Dad’s hands were scarred from that day on. His left little finger wouldn’t straighten out because of the scar tissue. When he died they opened the casket and they had his right hand on top of his left...trying to cover the scars...and I told them to change it...put the left one on top so the world could see how much he loved me.
People that have been “saved” from the flames want to tell the world about the one who saved them.
I’ve been part of the saving from both sides. So has the Samaritan woman at the well in John Chapter 4.
What does Jesus the Savior of the whole world do for those he’s saved?
I. HE TAKES AWAY THE SHAME OF OUR PAST
When you’re running back into the town filled with the same people you tried to avoid just hours before...something important just happened. In this case, someone important has happened.
That someone important person between noon at the well and running into town saying “Come see a man that told me everything about myself...could this be the Messiah?” was Jesus...and he clearly claimed that title “I Am He.”
Messiah (a Christ) (one Hebrew one Greek) means “The Promised One.”
In the amazing book, “Evidence That Demands of Verdict” Josh McDowell writes:
The Old Testament contains over 300 references to the Messiah that were fulfilled in Jesus. What chance did Jesus or any other man have of fulfilling these prophecies? The mathematical laws of probability can give us a clue.
In his book Evidence That Demands a Verdict, Josh McDowell mentions the work of the mathematician, Peter Stoner, on just eight of the 300 prophecies: “We find that the chance that any man might have lived down to the present time and fulfilled all eight prophecies is one in ten (to the seventeenth power). That would be one in 100,000,000,000,000,000.
In order to help us comprehend this staggering probability, Stoner illustrates it by supposing that we take ten (seventeenth power) silver dollars and lay them on the face of Texas. They will cover all of the state two feet deep. Now mark one of these silver dollars and stir the whole mass thoroughly, all over the state. Blindfold a man and tell him that he can travel as far as he wishes, but he must pick up one silver dollar and say that “This is the right one.
What a chance would he have of getting the right one? Just the same chance that the prophets would have had of writing these eight prophecies and having them all come true in any one man.
It’s essential on this Easter Sunday morning to remember prophetic references like this:
ISAIAH 53:3-12
and
PSALM 22:1,7,8,18
King David and Isaiah write hundreds and hundreds of years before Jesus is born, lived, died and rose again.
Not only did the Jews and Samaritans know that a Messiah was coming...but the Old Testament gives clear indication that this “promised one” would die, be buried, and rise again.

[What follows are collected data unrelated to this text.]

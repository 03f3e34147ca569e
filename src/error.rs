// file: src/error.rs
// description: Custom error types and result type aliases
// reference: https://docs.rs/thiserror

use thiserror::Error;

pub type Result<T> = std::result::Result<T, MirrorError>;

#[derive(Error, Debug)]
pub enum MirrorError {
    #[error("Configuration error: {0}")]
    Config(String),

    #[error("Upstream API error: {0}")]
    Upstream(String),

    #[error("Asset fetch failed for {name}: {message}")]
    AssetFetch { name: String, message: String },

    #[error("Storage error: {0}")]
    Storage(#[from] object_store::Error),

    #[error("IO error: {0}")]
    Io(#[from] std::io::Error),
}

King David is quoted by Peter on the day of Pentecost after the resurrection, “The Messiah’s body will not see decay.”
ACTS 2:25-37
This history lesson for the Israelites did exactly the same thing Jesus’ history lesson for the Samaritan woman did.

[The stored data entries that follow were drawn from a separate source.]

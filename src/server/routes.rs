// file: src/server/routes.rs
// description: HTTP router serving mirrored artifacts, the listing and the webhook

use crate::config::Config;
use crate::mirror::{ArtifactStore, AssetClassifier};
use crate::webhook::{WebhookOutcome, WebhookProcessor};
use axum::body::{Body, Bytes};
use axum::extract::{Path, State};
use axum::http::{HeaderMap, StatusCode, header};
use axum::response::{IntoResponse, Json, Redirect, Response};
use axum::routing::{get, post};
use axum::Router;
use serde_json::json;
use std::sync::Arc;
use tracing::{debug, error};

#[derive(Clone)]
pub struct AppState {
    config: Arc<Config>,
    store: Arc<ArtifactStore>,
    classifier: AssetClassifier,
    webhook: Arc<WebhookProcessor>,
}

impl AppState {
    pub fn new(config: Config, store: Arc<ArtifactStore>) -> Self {
        let classifier = AssetClassifier::new(&config.mirror);
        let webhook = Arc::new(WebhookProcessor::new(
            config.mirror.clone(),
            config.webhook.clone(),
            Arc::clone(&store),
        ));

        Self {
            config: Arc::new(config),
            store,
            classifier,
            webhook,
        }
    }
}

pub fn router(state: AppState) -> Router {
    Router::new()
        .route("/", get(landing))
        .route("/api", get(list_objects))
        .route("/github/webhook", post(github_webhook))
        .route("/*name", get(download))
        .with_state(state)
}

async fn landing(State(state): State<AppState>) -> Redirect {
    Redirect::temporary(&state.config.server.landing_url)
}

async fn list_objects(State(state): State<AppState>) -> Response {
    match state.store.list(state.config.server.list_page_limit).await {
        Ok(objects) => Json(objects).into_response(),
        Err(e) => {
            error!("Object listing failed: {}", e);
            StatusCode::INTERNAL_SERVER_ERROR.into_response()
        }
    }
}

async fn download(Path(name): Path<String>, State(state): State<AppState>) -> Response {
    if !state.classifier.is_tracked_name(&name) {
        return StatusCode::NOT_FOUND.into_response();
    }

    let object = match state.store.get(&name).await {
        Ok(Some(object)) => object,
        Ok(None) => return StatusCode::NOT_FOUND.into_response(),
        Err(e) => {
            error!("Fetching {} from storage failed: {}", name, e);
            return StatusCode::INTERNAL_SERVER_ERROR.into_response();
        }
    };

    let etag = object.meta.e_tag.clone();
    let mut builder = Response::builder()
        .status(StatusCode::OK)
        .header(header::CONTENT_TYPE, "application/octet-stream");
    if let Some(etag) = etag {
        builder = builder.header(header::ETAG, etag);
    }

    match builder.body(Body::from_stream(object.into_stream())) {
        Ok(response) => response,
        Err(e) => {
            error!("Building response for {} failed: {}", name, e);
            StatusCode::INTERNAL_SERVER_ERROR.into_response()
        }
    }
}

async fn github_webhook(
    State(state): State<AppState>,
    headers: HeaderMap,
    body: Bytes,
) -> Response {
    let event_type = headers
        .get("x-github-event")
        .and_then(|value| value.to_str().ok());
    let signature = headers
        .get("x-hub-signature-256")
        .and_then(|value| value.to_str().ok());

    if let Some(delivery) = headers
        .get("x-github-delivery")
        .and_then(|value| value.to_str().ok())
    {
        debug!("Webhook delivery {}", delivery);
    }

    match state.webhook.handle(event_type, signature, &body).await {
        WebhookOutcome::Processed(stats) => (
            StatusCode::OK,
            Json(json!({"ok": true, "mirrored": stats.mirrored, "failed": stats.failed})),
        )
            .into_response(),
        WebhookOutcome::Ignored(reason) => (
            StatusCode::OK,
            Json(json!({"ok": true, "ignored": reason})),
        )
            .into_response(),
        WebhookOutcome::Rejected(reason) => (
            StatusCode::BAD_REQUEST,
            Json(json!({"ok": false, "error": reason})),
        )
            .into_response(),
        WebhookOutcome::Unauthorized(reason) => (
            StatusCode::UNAUTHORIZED,
            Json(json!({"ok": false, "error": reason})),
        )
            .into_response(),
    }
}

He didn’t tell her to go, call her husband for show or embarrassment. He revealed her past so she could see her need. “I know that Messiah is coming” reveals she understood who would meet that need.
Peter’s history lesson on Pentecost reveals what has been done... “You rejected, you crucified Jesus, who was both Lord and Messiah.”
The shame of my sin is just as real as the Samaritan woman at Jacob’s Well...and Peter’s “fellow Israelites” who are “cut to their hearts” because of their guilt.